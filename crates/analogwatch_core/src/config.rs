//! Watch-face runtime configuration.
//!
//! # Responsibility
//! - Hold the settings that may differ between deployments: window title,
//!   resource location, badge routing mode and logging.
//! - Load from JSON and `ANALOGWATCH_*` environment overrides.
//!
//! # Invariants
//! - Layout part names, signals, message ids and app ids are constants and
//!   never configurable.
//! - A config returned by a loader has passed `validate()`.

use crate::lifecycle::badge::AppIdMatch;
use crate::logging::{default_log_level, normalize_level};
use serde::{Deserialize, Serialize};
use std::error::Error;
use std::fmt::{Display, Formatter};
use std::path::PathBuf;

pub const ENV_PACKAGE: &str = "ANALOGWATCH_PACKAGE";
pub const ENV_RESOURCE_DIR: &str = "ANALOGWATCH_RESOURCE_DIR";
pub const ENV_BADGE_MATCH: &str = "ANALOGWATCH_BADGE_MATCH";
pub const ENV_LOG_LEVEL: &str = "ANALOGWATCH_LOG_LEVEL";
pub const ENV_LOG_DIR: &str = "ANALOGWATCH_LOG_DIR";

const DEFAULT_PACKAGE: &str = "org.example.analogwatch";

#[derive(Debug, Clone, PartialEq, Eq)]
pub enum ConfigError {
    Parse(String),
    InvalidPackage(String),
    InvalidLogLevel(String),
    InvalidBadgeMatch(String),
    RelativePath { field: &'static str, path: PathBuf },
}

impl Display for ConfigError {
    fn fmt(&self, f: &mut Formatter<'_>) -> std::fmt::Result {
        match self {
            Self::Parse(details) => write!(f, "config parse failed: {details}"),
            Self::InvalidPackage(value) => write!(f, "invalid package name: `{value}`"),
            Self::InvalidLogLevel(details) => write!(f, "{details}"),
            Self::InvalidBadgeMatch(value) => {
                write!(f, "invalid badge_match `{value}`; expected exact|prefix")
            }
            Self::RelativePath { field, path } => {
                write!(f, "{field} must be an absolute path, got `{}`", path.display())
            }
        }
    }
}

impl Error for ConfigError {}

/// Deployment settings for one watch-face process.
#[derive(Debug, Clone, PartialEq, Eq, Serialize, Deserialize)]
#[serde(default, deny_unknown_fields)]
pub struct WatchConfig {
    /// Package name; also used as the window title.
    pub package: String,
    /// Overrides the host resource directory when set.
    pub resource_dir: Option<PathBuf>,
    /// How badge source app ids are compared with companion app ids.
    pub badge_match: AppIdMatch,
    pub log_level: String,
    /// Rolling log directory. Logging stays off when unset.
    pub log_dir: Option<PathBuf>,
}

impl Default for WatchConfig {
    fn default() -> Self {
        Self {
            package: DEFAULT_PACKAGE.to_string(),
            resource_dir: None,
            badge_match: AppIdMatch::Exact,
            log_level: default_log_level().to_string(),
            log_dir: None,
        }
    }
}

impl WatchConfig {
    /// Parses a JSON document; missing fields take their defaults.
    pub fn from_json_str(raw: &str) -> Result<Self, ConfigError> {
        let config: Self =
            serde_json::from_str(raw).map_err(|err| ConfigError::Parse(err.to_string()))?;
        config.validate()?;
        Ok(config)
    }

    /// Applies `ANALOGWATCH_*` variables from the process environment.
    pub fn with_env_overrides(self) -> Result<Self, ConfigError> {
        self.with_overrides(|key| std::env::var(key).ok())
    }

    /// Applies overrides from `lookup`; blank values are ignored.
    pub fn with_overrides(
        mut self,
        lookup: impl Fn(&str) -> Option<String>,
    ) -> Result<Self, ConfigError> {
        let read = |key: &str| {
            lookup(key)
                .map(|value| value.trim().to_string())
                .filter(|value| !value.is_empty())
        };

        if let Some(package) = read(ENV_PACKAGE) {
            self.package = package;
        }
        if let Some(dir) = read(ENV_RESOURCE_DIR) {
            self.resource_dir = Some(PathBuf::from(dir));
        }
        if let Some(mode) = read(ENV_BADGE_MATCH) {
            self.badge_match = mode.parse()?;
        }
        if let Some(level) = read(ENV_LOG_LEVEL) {
            self.log_level = level;
        }
        if let Some(dir) = read(ENV_LOG_DIR) {
            self.log_dir = Some(PathBuf::from(dir));
        }

        self.validate()?;
        Ok(self)
    }

    /// Checks field invariants.
    pub fn validate(&self) -> Result<(), ConfigError> {
        let package = self.package.trim();
        if package.is_empty() || package.chars().any(char::is_whitespace) {
            return Err(ConfigError::InvalidPackage(self.package.clone()));
        }
        normalize_level(&self.log_level).map_err(ConfigError::InvalidLogLevel)?;
        check_absolute("resource_dir", self.resource_dir.as_ref())?;
        check_absolute("log_dir", self.log_dir.as_ref())?;
        Ok(())
    }
}

fn check_absolute(field: &'static str, path: Option<&PathBuf>) -> Result<(), ConfigError> {
    match path {
        Some(path) if !path.is_absolute() => Err(ConfigError::RelativePath {
            field,
            path: path.clone(),
        }),
        _ => Ok(()),
    }
}

#[cfg(test)]
mod tests {
    use super::{ConfigError, WatchConfig, ENV_BADGE_MATCH, ENV_LOG_LEVEL, ENV_PACKAGE};
    use crate::lifecycle::badge::AppIdMatch;
    use std::collections::HashMap;

    fn lookup(pairs: &[(&str, &str)]) -> impl Fn(&str) -> Option<String> {
        let map: HashMap<String, String> = pairs
            .iter()
            .map(|(key, value)| (key.to_string(), value.to_string()))
            .collect();
        move |key: &str| map.get(key).cloned()
    }

    #[test]
    fn default_config_is_valid() {
        let config = WatchConfig::default();
        config.validate().expect("defaults validate");
        assert_eq!(config.package, "org.example.analogwatch");
        assert_eq!(config.badge_match, AppIdMatch::Exact);
    }

    #[test]
    fn overrides_replace_fields_and_skip_blank_values() {
        let config = WatchConfig::default()
            .with_overrides(lookup(&[
                (ENV_PACKAGE, " org.example.face "),
                (ENV_BADGE_MATCH, "prefix"),
                (ENV_LOG_LEVEL, "  "),
            ]))
            .expect("overrides apply");
        assert_eq!(config.package, "org.example.face");
        assert_eq!(config.badge_match, AppIdMatch::Prefix);
        assert_eq!(config.log_level, WatchConfig::default().log_level);
    }

    #[test]
    fn overrides_reject_unknown_badge_mode() {
        let err = WatchConfig::default()
            .with_overrides(lookup(&[(ENV_BADGE_MATCH, "fuzzy")]))
            .expect_err("unknown mode must fail");
        assert_eq!(err, ConfigError::InvalidBadgeMatch("fuzzy".to_string()));
    }

    #[test]
    fn validate_rejects_relative_resource_dir() {
        let config = WatchConfig {
            resource_dir: Some("res".into()),
            ..WatchConfig::default()
        };
        assert!(matches!(
            config.validate(),
            Err(ConfigError::RelativePath {
                field: "resource_dir",
                ..
            })
        ));
    }
}
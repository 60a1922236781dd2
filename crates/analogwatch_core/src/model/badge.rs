//! Icon identifiers and badge notifications.
//!
//! # Invariants
//! - `IconId` raw values follow declaration order (`0` missed calls, `1` unread messages).
//! - Badge counts are carried as delivered; no clamping happens here.

use serde::{Deserialize, Serialize};
use std::fmt::{Display, Formatter};

/// Tappable badge region on the watch face.
#[derive(Debug, Clone, Copy, PartialEq, Eq, Hash, Serialize, Deserialize)]
#[serde(rename_all = "snake_case")]
pub enum IconId {
    /// Call history icon with the missed-calls counter.
    MissedCalls,
    /// Messaging icon with the unread-messages counter.
    UnreadMessages,
}

impl IconId {
    /// Both icons in layout order.
    pub const ALL: [IconId; 2] = [IconId::MissedCalls, IconId::UnreadMessages];

    /// Resolves a raw host-side icon index.
    ///
    /// Returns `None` for indexes outside the closed enumeration.
    pub fn from_raw(raw: i32) -> Option<Self> {
        match raw {
            0 => Some(Self::MissedCalls),
            1 => Some(Self::UnreadMessages),
            _ => None,
        }
    }

    pub fn raw(self) -> i32 {
        match self {
            Self::MissedCalls => 0,
            Self::UnreadMessages => 1,
        }
    }

    /// Stable label used in log events.
    pub fn label(self) -> &'static str {
        match self {
            Self::MissedCalls => "missed_calls",
            Self::UnreadMessages => "unread_messages",
        }
    }
}

impl Display for IconId {
    fn fmt(&self, f: &mut Formatter<'_>) -> std::fmt::Result {
        f.write_str(self.label())
    }
}

/// Kind of change reported by the badge subsystem.
///
/// Routing ignores the action; it is kept for diagnostics.
#[derive(Debug, Clone, Copy, PartialEq, Eq, Serialize, Deserialize)]
#[serde(rename_all = "snake_case")]
pub enum BadgeAction {
    Create,
    Remove,
    Update,
    DisplayChanged,
    ServiceReady,
    Other(u32),
}

impl BadgeAction {
    /// Maps the host's action code.
    pub fn from_raw(raw: u32) -> Self {
        match raw {
            0 => Self::Create,
            1 => Self::Remove,
            2 => Self::Update,
            3 => Self::DisplayChanged,
            4 => Self::ServiceReady,
            other => Self::Other(other),
        }
    }
}

/// One badge counter change delivered by the badge subsystem.
#[derive(Debug, Clone, PartialEq, Eq, Serialize, Deserialize)]
pub struct BadgeChangeEvent {
    pub action: BadgeAction,
    /// Application whose badge changed.
    pub source_app_id: String,
    pub count: i32,
}

impl BadgeChangeEvent {
    pub fn new(action: BadgeAction, source_app_id: impl Into<String>, count: i32) -> Self {
        Self {
            action,
            source_app_id: source_app_id.into(),
            count,
        }
    }

    /// Builds an event from raw host callback arguments.
    ///
    /// Returns `None` when the host passes no application id. Counts above
    /// `i32::MAX` saturate.
    pub fn from_host(action: u32, app_id: Option<&str>, count: u32) -> Option<Self> {
        let app_id = app_id?;
        Some(Self::new(
            BadgeAction::from_raw(action),
            app_id,
            i32::try_from(count).unwrap_or(i32::MAX),
        ))
    }
}
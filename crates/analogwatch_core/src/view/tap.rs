//! Single-slot icon tap subscription.
//!
//! # Invariants
//! - At most one listener is registered; registering replaces the previous one.

use crate::model::badge::IconId;

/// Receives completed taps (press followed by release) on an icon.
pub trait IconTapListener {
    fn on_icon_tapped(&mut self, icon: IconId);
}

impl<F> IconTapListener for F
where
    F: FnMut(IconId),
{
    fn on_icon_tapped(&mut self, icon: IconId) {
        self(icon)
    }
}

#[derive(Default)]
pub struct TapSubscription {
    listener: Option<Box<dyn IconTapListener>>,
}

impl TapSubscription {
    pub fn new() -> Self {
        Self::default()
    }

    /// Stores `listener`, returning `true` when one was replaced.
    pub fn register(&mut self, listener: Box<dyn IconTapListener>) -> bool {
        self.listener.replace(listener).is_some()
    }

    pub fn clear(&mut self) {
        self.listener = None;
    }

    pub fn is_registered(&self) -> bool {
        self.listener.is_some()
    }

    /// Notifies the registered listener. Returns `false` when the slot is empty.
    pub fn invoke(&mut self, icon: IconId) -> bool {
        match self.listener.as_mut() {
            Some(listener) => {
                listener.on_icon_tapped(icon);
                true
            }
            None => false,
        }
    }
}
──────────
Directions: Quote only the stretch of lines that starts the data above and ends with the line containing "pub const ENV_BADGE_MATCH: &str", both included.

Reply to the exercise:
filename crates/analogwatch_core/src/config.rs
//! Watch-face runtime configuration.
//!
//! # Responsibility
//! - Hold the settings that may differ between deployments: window title,
//!   resource location, badge routing mode and logging.
//! - Load from JSON and `ANALOGWATCH_*` environment overrides.
//!
//! # Invariants
//! - Layout part names, signals, message ids and app ids are constants and
//!   never configurable.
//! - A config returned by a loader has passed `validate()`.

use crate::lifecycle::badge::AppIdMatch;
use crate::logging::{default_log_level, normalize_level};
use serde::{Deserialize, Serialize};
use std::error::Error;
use std::fmt::{Display, Formatter};
use std::path::PathBuf;

pub const ENV_PACKAGE: &str = "ANALOGWATCH_PACKAGE";
pub const ENV_RESOURCE_DIR: &str = "ANALOGWATCH_RESOURCE_DIR";
pub const ENV_BADGE_MATCH: &str = "ANALOGWATCH_BADGE_MATCH";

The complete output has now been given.